Over the course of 24 hours, you’re going to hear the same things over and over again. And not only that, but when your job is to discuss sports around the clock, then you’re inevitably going to have to manufacture things to talk about. Additionally, when a significant and rare event happens in sports — like a 27-game winning streak — you can bet your bottom dollar that they are going to hyperbolize the living daylights out of it.
And boy did they ever hyperbolize. All sports analyst tried to do the past two weeks was to lay out a context for this winning streak. They would pick a major sporting accomplishment in history, and wonder if winning 27 straight games equaled or outmatched that accomplishment.
And every day it became more dramatic. First they were asking if 20+ straight wins was better than winning a championship. Then they asked if 20+ straight wins was more impressive than the year the Michael Jordan-led Chicago Bulls went 72-10 in the regular season.
I feel like if the Heat kept winning, then they were going to step it up a notch — Is the Heat’s 27-game winning streak more impressive than the Allied powers winning World War II? Is the Heat’s winning streak a more difficult task than Moses parting the Red Sea?
Is the Heat’s winning streak more impressive than the evolution of our universe, starting 13.7 billion years ago from the Big Bang until present day?
It became ridiculous.
Whatever happened to letting history define itself? Why do we always have to determine the bigger picture in the present? And who cares what somebody’s legacy is going to be 20 or 20 years from now?
A 27-game winning streak speaks for itself.
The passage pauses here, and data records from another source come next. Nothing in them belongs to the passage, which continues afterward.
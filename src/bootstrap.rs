use anyhow::Context;
use std::sync::Arc;

use crate::application::{ApplicationServices, DataSources};
use crate::config::AppConfig;
use crate::domain::{Passport, PlatformEvent};
use crate::events::{handlers, EventHandlerRegistryBuilder, InProcessEventBus};
use crate::graphql::{platform_schema, ComposedSchema, GraphContext};
use crate::metrics::Metrics;
use crate::seedwork::DomainError;
use crate::utils::RetryConfig;

// ============================================================================
// Platform Bootstrap
// ============================================================================
//
// Wiring order matters:
//   1. Metrics registry
//   2. Event bus (no registry yet)
//   3. Data sources publishing to the bus
//   4. Handler registry built once, then attached to the bus
//   5. Application services and the composed GraphQL schema
//
// ============================================================================

pub struct Platform {
    pub config: AppConfig,
    pub metrics: Arc<Metrics>,
    pub event_bus: Arc<InProcessEventBus<PlatformEvent>>,
    pub data_sources: Arc<DataSources>,
    pub services: Arc<ApplicationServices>,
    pub schema: Arc<ComposedSchema>,
}

impl Platform {
    pub fn build(config: AppConfig) -> anyhow::Result<Self> {
        let metrics = Arc::new(Metrics::new()?);
        tracing::info!(
            "📊 Metrics registry created with {} metrics",
            metrics.registry().gather().len()
        );

        let retry = RetryConfig::from(&config.event_bus);
        let event_bus = Arc::new(
            InProcessEventBus::new(retry, metrics.clone())
                .with_dead_letter_capacity(config.event_bus.dead_letter_capacity),
        );
        let data_sources = Arc::new(DataSources::in_memory(event_bus.clone(), metrics.clone()));

        let mut builder = EventHandlerRegistryBuilder::new();
        handlers::register_all(&mut builder, &data_sources);
        let registry = builder.build();
        tracing::info!(
            handlers = registry.handler_count(),
            event_types = ?registry.event_types(),
            "Integration event handlers registered"
        );
        event_bus.attach_registry(registry)?;

        let services = Arc::new(ApplicationServices::new(data_sources.clone()));

        let schema = platform_schema(
            config.graphql.default_rule()?,
            config.graphql.schema_dir.clone(),
            metrics.clone(),
        )
        .context("failed to compose GraphQL schema")?;

        tracing::info!(service = %config.service_name, "✅ Platform ready");

        Ok(Self {
            config,
            metrics,
            event_bus,
            data_sources,
            services,
            schema: Arc::new(schema),
        })
    }

    pub fn context(&self, passport: Passport) -> GraphContext {
        GraphContext::new(passport, self.services.clone())
    }

    /// Request context for a caller identified by the identity provider.
    pub async fn context_for_external_id(
        &self,
        external_id: &str,
    ) -> Result<GraphContext, DomainError> {
        let passport = self.services.passport.for_external_id(external_id).await?;
        Ok(self.context(passport))
    }
}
And yet, media analysts drove the topic to the ground day-in and day-out until the world could not bear it anymore. They didn’t just beat a dead horse, they kept the horse on the precipice of death, and tortured it Guantanamo-Bay style for weeks.
The Heat were six wins shy of tying the longest winning streak in major-sports history, and yet, I wanted it to end as soon as possible simply so I didn’t have to hear about it anymore.
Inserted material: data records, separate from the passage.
// ============================================================================
// Domain Error Taxonomy
// ============================================================================

/// A value object or aggregate-creation constraint was violated.
///
/// Every variant names the field it was raised for, so callers can surface
/// the failing input without inspecting the message text.
#[derive(Debug, Clone, PartialEq, Eq, thiserror::Error)]
pub enum ValidationError {
    #[error("{field} must not be empty")]
    Empty { field: &'static str },

    #[error("{field} is too short: minimum length is {min}, got {actual}")]
    TooShort {
        field: &'static str,
        min: usize,
        actual: usize,
    },

    #[error("{field} is too long: maximum length is {max}, got {actual}")]
    TooLong {
        field: &'static str,
        max: usize,
        actual: usize,
    },

    #[error("{field} has too many items: maximum is {max}, got {actual}")]
    TooManyItems {
        field: &'static str,
        max: usize,
        actual: usize,
    },

    #[error("{field} has an invalid format: {reason}")]
    InvalidFormat { field: &'static str, reason: String },

    #[error("{field}[{index}] is invalid: {source}")]
    InvalidItem {
        field: &'static str,
        index: usize,
        #[source]
        source: Box<ValidationError>,
    },
}

impl ValidationError {
    /// Name of the field the violation was raised for.
    pub fn field(&self) -> &'static str {
        match self {
            Self::Empty { field }
            | Self::TooShort { field, .. }
            | Self::TooLong { field, .. }
            | Self::TooManyItems { field, .. }
            | Self::InvalidFormat { field, .. }
            | Self::InvalidItem { field, .. } => *field,
        }
    }

    pub fn invalid_format(field: &'static str, reason: impl Into<String>) -> Self {
        Self::InvalidFormat {
            field,
            reason: reason.into(),
        }
    }
}

/// Errors surfaced by repositories, units of work and application services.
#[derive(Debug, Clone, PartialEq, Eq, thiserror::Error)]
pub enum DomainError {
    #[error("validation failed: {0}")]
    Validation(#[from] ValidationError),

    #[error("{entity} not found: {id}")]
    NotFound { entity: &'static str, id: String },

    #[error("conflict: {0}")]
    Conflict(String),

    #[error("permission denied: {0}")]
    PermissionDenied(String),

    #[error("persistence failure: {0}")]
    Persistence(String),
}

impl DomainError {
    pub fn not_found(entity: &'static str, id: impl ToString) -> Self {
        Self::NotFound {
            entity,
            id: id.to_string(),
        }
    }

    pub fn conflict(message: impl Into<String>) -> Self {
        Self::Conflict(message.into())
    }

    pub fn permission_denied(message: impl Into<String>) -> Self {
        Self::PermissionDenied(message.into())
    }

    pub fn is_not_found(&self) -> bool {
        matches!(self, Self::NotFound { .. })
    }

    pub fn is_validation(&self) -> bool {
        matches!(self, Self::Validation(_))
    }

    pub fn is_conflict(&self) -> bool {
        matches!(self, Self::Conflict(_))
    }

    /// Stable machine-readable code, used by resolvers when formatting errors.
    pub fn code(&self) -> &'static str {
        match self {
            Self::Validation(_) => "VALIDATION_ERROR",
            Self::NotFound { .. } => "NOT_FOUND",
            Self::Conflict(_) => "CONFLICT",
            Self::PermissionDenied(_) => "PERMISSION_DENIED",
            Self::Persistence(_) => "PERSISTENCE_ERROR",
        }
    }
}

#[cfg(test)]
mod tests {
    use super::*;

    #[test]
    fn test_validation_error_names_field() {
        let err = ValidationError::TooLong {
            field: "bio",
            max: 2000,
            actual: 2001,
        };
        assert_eq!(err.field(), "bio");
        assert_eq!(
            err.to_string(),
            "bio is too long: maximum length is 2000, got 2001"
        );
    }

    #[test]
    fn test_nested_item_error_keeps_collection_field() {
        let err = ValidationError::InvalidItem {
            field: "interests",
            index: 3,
            source: Box::new(ValidationError::TooLong {
                field: "interest",
                max: 40,
                actual: 41,
            }),
        };
        assert_eq!(err.field(), "interests");
        assert!(err.to_string().starts_with("interests[3] is invalid"));
    }

    #[test]
    fn test_domain_error_codes() {
        let validation: DomainError = ValidationError::Empty { field: "name" }.into();
        assert_eq!(validation.code(), "VALIDATION_ERROR");
        assert!(validation.is_validation());

        let missing = DomainError::not_found("Community", "abc");
        assert_eq!(missing.code(), "NOT_FOUND");
        assert_eq!(missing.to_string(), "Community not found: abc");

        assert!(DomainError::conflict("version mismatch").is_conflict());
    }
}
Why even bother telling my grand kids one day about how amazing it was to watch the Heat’s 27-game winning streak, and how it stood up to anything else I have ever seen, when ESPN has already done it for me?
And for the love of god, bigger things are happening in the world right now. The fate of homosexuals having equal rights hangs in the balance of the Supreme Court as we speak. The last two times the words “equal rights” were relevant, it was for African-Americans to be considered people, and for women to gain the right to vote. But, nah, the Heat winning 27 games deserves more attention than that!
So for all of those reasons, I was thrilled to see the Heat lose last night. And so should the rest the of the world.
Because, god damn, there are bigger things in the world than a winning streak.